> **Task goal**:
Retype exactly the lines from the one that contains "pub trait RerankProvider: Send" through the final line of the material below, and add nothing else.

....

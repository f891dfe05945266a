/*
[INPUT]:  Order lifecycle events (creates, fills, cancels) and realized P/L
[OUTPUT]: Session counters and average-cost view of pending positions
[POS]:    Accounting layer - per-session statistics
[UPDATE]: When adding counters or position reporting
*/

use rust_decimal::Decimal;

/// Position awaiting its take-profit, shadowing one open TP order.
#[derive(Debug, Clone)]
pub struct PendingPosition {
    pub order_id: String,
    pub buy_price: Decimal,
    pub qty: Decimal,
}

/// Session statistics. Counters only grow; `realized_pnl` moves with fills
/// and `pending_positions` mirrors the open TP set.
#[derive(Debug, Clone, Default)]
pub struct Stats {
    pub buys_created: u64,
    pub buys_filled: u64,
    pub buys_canceled: u64,
    pub sells_created: u64,
    pub sells_filled: u64,
    pub sells_canceled: u64,
    pub realized_pnl: Decimal,
    pending_positions: Vec<PendingPosition>,
}

impl Stats {
    pub fn reset(&mut self) {
        *self = Stats::default();
    }

    pub fn add_realized(&mut self, pnl: Decimal) {
        self.realized_pnl += pnl;
    }

    pub fn positions(&self) -> &[PendingPosition] {
        &self.pending_positions
    }

    pub fn add_position(&mut self, order_id: String, buy_price: Decimal, qty: Decimal) {
        self.pending_positions.push(PendingPosition {
            order_id,
            buy_price,
            qty,
        });
    }

    pub fn remove_position(&mut self, order_id: &str) {
        self.pending_positions
            .retain(|position| position.order_id != order_id);
    }

    pub fn drain_positions(&mut self) {
        self.pending_positions.clear();
    }

    /// Quantity-weighted average entry of pending positions; zero when flat.
    pub fn average_buy_price(&self) -> Decimal {
        let total_qty: Decimal = self.pending_positions.iter().map(|p| p.qty).sum();
        if total_qty.is_zero() {
            return Decimal::ZERO;
        }
        let notional: Decimal = self
            .pending_positions
            .iter()
            .map(|p| p.buy_price * p.qty)
            .sum();
        notional / total_qty
    }
}
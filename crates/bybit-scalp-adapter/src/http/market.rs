/*
[INPUT]:  Symbol identifiers and query parameters
[OUTPUT]: Market data (best bid / best ask)
[POS]:    HTTP layer - public market data endpoints (no auth required)
[UPDATE]: When adding public endpoints or changing response parsing
*/

use std::str::FromStr;

use rust_decimal::Decimal;

use super::client::BybitClient;
use super::error::{BybitError, Result};
use super::trade::category_str;
use crate::types::{Category, OrderbookRaw, OrderbookTop};

impl BybitClient {
    /// Fetch the top of the public order book.
    ///
    /// `GET /v5/market/orderbook?category=...&symbol=...&limit=1`
    pub async fn orderbook_top(&self, category: Category, symbol: &str) -> Result<OrderbookTop> {
        let query = format!("category={}&symbol={symbol}&limit=1", category_str(category));
        let raw: OrderbookRaw = self.public_get("/v5/market/orderbook", &query).await?;

        let best_bid = top_level_price(&raw.b, "bid")?;
        let best_ask = top_level_price(&raw.a, "ask")?;

        OrderbookTop::new(best_bid, best_ask).map_err(BybitError::InvalidResponse)
    }
}

fn top_level_price(levels: &[[String; 2]], side: &str) -> Result<Decimal> {
    let level = levels
        .first()
        .ok_or_else(|| BybitError::InvalidResponse(format!("empty {side} side of book")))?;
    Decimal::from_str(&level[0])
        .map_err(|_| BybitError::InvalidResponse(format!("bad {side} price: {}", level[0])))
}
/*
[INPUT]:  Validated market data derived from raw API payloads
[OUTPUT]: Domain types shared with strategy crates
[POS]:    Data layer - checked value types
[UPDATE]: When validation rules or shared market-data shapes change
*/

use rust_decimal::Decimal;

/// Best bid and best ask of the public book.
///
/// Construction enforces the book sanity rules: both sides positive and
/// `best_ask >= best_bid`.
#[derive(Debug, Clone, Copy, PartialEq, Eq)]
pub struct OrderbookTop {
    pub best_bid: Decimal,
    pub best_ask: Decimal,
}

impl OrderbookTop {
    pub fn new(best_bid: Decimal, best_ask: Decimal) -> Result<Self, String> {
        if best_bid <= Decimal::ZERO || best_ask <= Decimal::ZERO {
            return Err(format!(
                "non-positive book top: bid={best_bid} ask={best_ask}"
            ));
        }
        if best_ask < best_bid {
            return Err(format!("crossed book top: bid={best_bid} ask={best_ask}"));
        }
        Ok(Self { best_bid, best_ask })
    }

    pub fn spread(&self) -> Decimal {
        self.best_ask - self.best_bid
    }
}
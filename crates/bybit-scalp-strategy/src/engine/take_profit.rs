/*
[INPUT]:  Buy fills reported by the ladder, exchange order status
[OUTPUT]: Paired take-profit orders, capacity enforcement via eviction
[POS]:    Strategy layer - TP creation, overflow policy, reconciliation
[UPDATE]: When the TP capacity or eviction policy changes
*/

use rust_decimal::Decimal;
use tokio::time::Instant;
use tracing::{debug, info, warn};

use bybit_scalp_adapter::Side;

use crate::book::TpOrder;
use crate::exchange::{Exchange, OrderState};
use crate::price::tp_price;

use super::waiting::{PendingMarketSell, PendingNewTp, WaitState};
use super::ScalpEngine;

impl ScalpEngine {
    /// Turn a buy fill into a take-profit. At the cap, the highest (most
    /// stuck) TP is evicted and market-sold, and the new TP is held until
    /// that sell resolves or capacity frees.
    pub(super) async fn create_tp(
        &mut self,
        exchange: &dyn Exchange,
        buy_price: Decimal,
        qty: Decimal,
    ) {
        if (self.book.tp_count() as u32) < self.config.max_tp_orders {
            self.place_tp(exchange, buy_price, qty).await;
            return;
        }

        let Some(evicted) = self.book.highest_tp().cloned() else {
            return;
        };
        info!(sell = %evicted.sell_price, "take-profit cap reached; evicting the highest");

        match exchange.cancel(&evicted.order_id).await {
            Ok(()) => self.stats.sells_canceled += 1,
            Err(err) => {
                warn!(
                    error = %err,
                    order_id = %evicted.order_id,
                    "eviction cancel failed; keeping the take-profit set as-is"
                );
                return;
            }
        }
        self.book.remove_tp(&evicted.order_id);
        self.stats.remove_position(&evicted.order_id);

        match exchange.place_market(Side::Sell, evicted.qty).await {
            Ok(order_id) => {
                self.stats.sells_created += 1;
                info!(%order_id, qty = %evicted.qty, "market sell placed for evicted position");
                self.waiting = Some(WaitState {
                    sell: PendingMarketSell {
                        order_id,
                        qty: evicted.qty,
                        buy_price: evicted.buy_price,
                        placed_at: Instant::now(),
                        limit_fallback: None,
                    },
                    pending_tp: Some(PendingNewTp { buy_price, qty }),
                });
            }
            Err(err) => {
                // The eviction already freed a slot.
                warn!(
                    error = %err,
                    "market sell for evicted position failed; placing the new take-profit directly"
                );
                self.place_tp(exchange, buy_price, qty).await;
            }
        }
    }

    pub(super) async fn place_tp(
        &mut self,
        exchange: &dyn Exchange,
        buy_price: Decimal,
        qty: Decimal,
    ) -> bool {
        let sell_price = tp_price(buy_price, self.config.tp_ticks, self.config.tick_size);
        match exchange.place_limit(Side::Sell, sell_price, qty).await {
            Ok(order_id) => {
                self.stats.sells_created += 1;
                info!(sell = %sell_price, buy = %buy_price, %order_id, "take-profit placed");
                self.stats.add_position(order_id.clone(), buy_price, qty);
                self.book.push_tp(TpOrder {
                    order_id,
                    sell_price,
                    qty,
                    buy_price,
                    placed_at: Instant::now(),
                });
                true
            }
            Err(err) => {
                warn!(error = %err, sell = %sell_price, "take-profit placement failed");
                false
            }
        }
    }

    /// Settle filled take-profits, then opportunistically materialize the
    /// held TP when capacity frees up during a wait.
    pub(super) async fn reconcile_tps(&mut self, exchange: &dyn Exchange) {
        for order_id in self.book.tp_ids() {
            match exchange.status(&order_id).await {
                Ok(Some(snapshot)) => match snapshot.state {
                    OrderState::Filled => {
                        if let Some(tp) = self.book.remove_tp(&order_id) {
                            let pnl = (tp.sell_price - tp.buy_price) * tp.qty;
                            self.stats.add_realized(pnl);
                            self.stats.sells_filled += 1;
                            self.stats.remove_position(&order_id);
                            info!(sell = %tp.sell_price, buy = %tp.buy_price, %pnl, "take-profit filled");
                        }
                    }
                    OrderState::PartiallyFilled => {
                        // TPs are never bumped by drift; nothing to do.
                        debug!(%order_id, cum = %snapshot.cum_exec_qty, "take-profit partially filled");
                    }
                    OrderState::New | OrderState::Other => {}
                },
                Ok(None) => debug!(%order_id, "take-profit not yet visible on exchange"),
                Err(err) => warn!(error = %err, %order_id, "take-profit status query failed"),
            }
        }

        // One slot stays reserved for the in-flight eviction sell; the held
        // fill only materializes early when some other TP frees capacity.
        let slot_beyond_reserved =
            (self.book.tp_count() as u32) + 1 < self.config.max_tp_orders;
        let pending = match &mut self.waiting {
            Some(wait) if slot_beyond_reserved => wait.pending_tp.take(),
            _ => None,
        };
        if let Some(pending) = pending {
            info!("capacity freed; placing the held take-profit");
            if !self.place_tp(exchange, pending.buy_price, pending.qty).await
                && let Some(wait) = &mut self.waiting
            {
                wait.pending_tp = Some(pending);
            }
        }
    }
}
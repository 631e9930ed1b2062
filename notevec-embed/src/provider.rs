//! Provider traits consumed by the indexing and search pipelines.

use async_trait::async_trait;
use serde::Deserialize;

use crate::error::Result;

/// What the text being embedded will be used for.
///
/// Retrieval models embed stored passages and incoming queries differently;
/// the purpose is forwarded to the provider on every request.
#[derive(Debug, Clone, Copy, PartialEq, Eq)]
pub enum InputPurpose {
    /// Text that will be stored and searched against.
    Document,
    /// A query that will be matched against stored documents.
    Query,
}

impl InputPurpose {
    pub fn as_str(self) -> &'static str {
        match self {
            InputPurpose::Document => "search_document",
            InputPurpose::Query => "search_query",
        }
    }
}

/// One reranked selection: an index into the submitted candidate list plus
/// the provider's relevance score.
#[derive(Debug, Clone, PartialEq, Deserialize)]
pub struct RankedItem {
    pub index: usize,
    pub relevance_score: f64,
}

/// Turns text into fixed-width vectors.
#[async_trait]
pub trait EmbeddingProvider: Send + Sync {
    /// Embed a batch of texts, one vector per input, in input order.
    async fn embed(&self, texts: &[String], purpose: InputPurpose) -> Result<Vec<Vec<f32>>>;

    /// Width of the vectors this provider produces.
    fn dimension(&self) -> usize;

    /// Name used in logs and diagnostics.
    fn provider_name(&self) -> &str;
}

/// Scores a small candidate set against a query, most relevant first.
#[async_trait]
pub trait RerankProvider: Send + Sync {
    /// Rank `documents` by relevance to `query`, returning at most `top_n`
    /// selections. Each selection's `index` refers to the submitted list.
    async fn rerank(
        &self,
        query: &str,
        documents: &[String],
        top_n: usize,
    ) -> Result<Vec<RankedItem>>;
}
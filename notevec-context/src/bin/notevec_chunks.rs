use clap::Parser;
use notevec_context::{chunk_markdown, extract_title};
use std::fs;
use std::io::{self, Read};

/// Chunk a Markdown note and print the result as JSON.
#[derive(Parser, Debug)]
#[command(author, version, about, long_about = None)]
struct Args {
    /// Path to the input note. If not provided, reads from stdin.
    #[arg(short, long)]
    input: Option<String>,

    /// Also print the extracted title on stderr.
    #[arg(short, long)]
    title: bool,
}

fn main() -> io::Result<()> {
    let args = Args::parse();

    let (content, name) = if let Some(input_path) = &args.input {
        (fs::read_to_string(input_path)?, input_path.clone())
    } else {
        let mut buffer = String::new();
        io::stdin().read_to_string(&mut buffer)?;
        (buffer, "stdin".to_string())
    };

    if args.title {
        eprintln!("title: {}", extract_title(&content, &name));
    }

    let chunks = chunk_markdown(&content);
    let json_output = serde_json::to_string_pretty(&chunks)?;
    println!("{json_output}");

    Ok(())
}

....

> **Solution to the problem**:
pub trait RerankProvider: Send + Sync {
    /// Rank `documents` by relevance to `query`, returning at most `top_n`
    /// selections. Each selection's `index` refers to the submitted list.
    async fn rerank(
        &self,
        query: &str,
        documents: &[String],
        top_n: usize,
    ) -> Result<Vec<RankedItem>>;
}
filename notevec-context/src/bin/notevec_chunks.rs
use clap::Parser;
use notevec_context::{chunk_markdown, extract_title};
use std::fs;
use std::io::{self, Read};

/// Chunk a Markdown note and print the result as JSON.
#[derive(Parser, Debug)]
#[command(author, version, about, long_about = None)]
struct Args {
    /// Path to the input note. If not provided, reads from stdin.
    #[arg(short, long)]
    input: Option<String>,

    /// Also print the extracted title on stderr.
    #[arg(short, long)]
    title: bool,
}

fn main() -> io::Result<()> {
    let args = Args::parse();

    let (content, name) = if let Some(input_path) = &args.input {
        (fs::read_to_string(input_path)?, input_path.clone())
    } else {
        let mut buffer = String::new();
        io::stdin().read_to_string(&mut buffer)?;
        (buffer, "stdin".to_string())
    };

    if args.title {
        eprintln!("title: {}", extract_title(&content, &name));
    }

    let chunks = chunk_markdown(&content);
    let json_output = serde_json::to_string_pretty(&chunks)?;
    println!("{json_output}");

    Ok(())
}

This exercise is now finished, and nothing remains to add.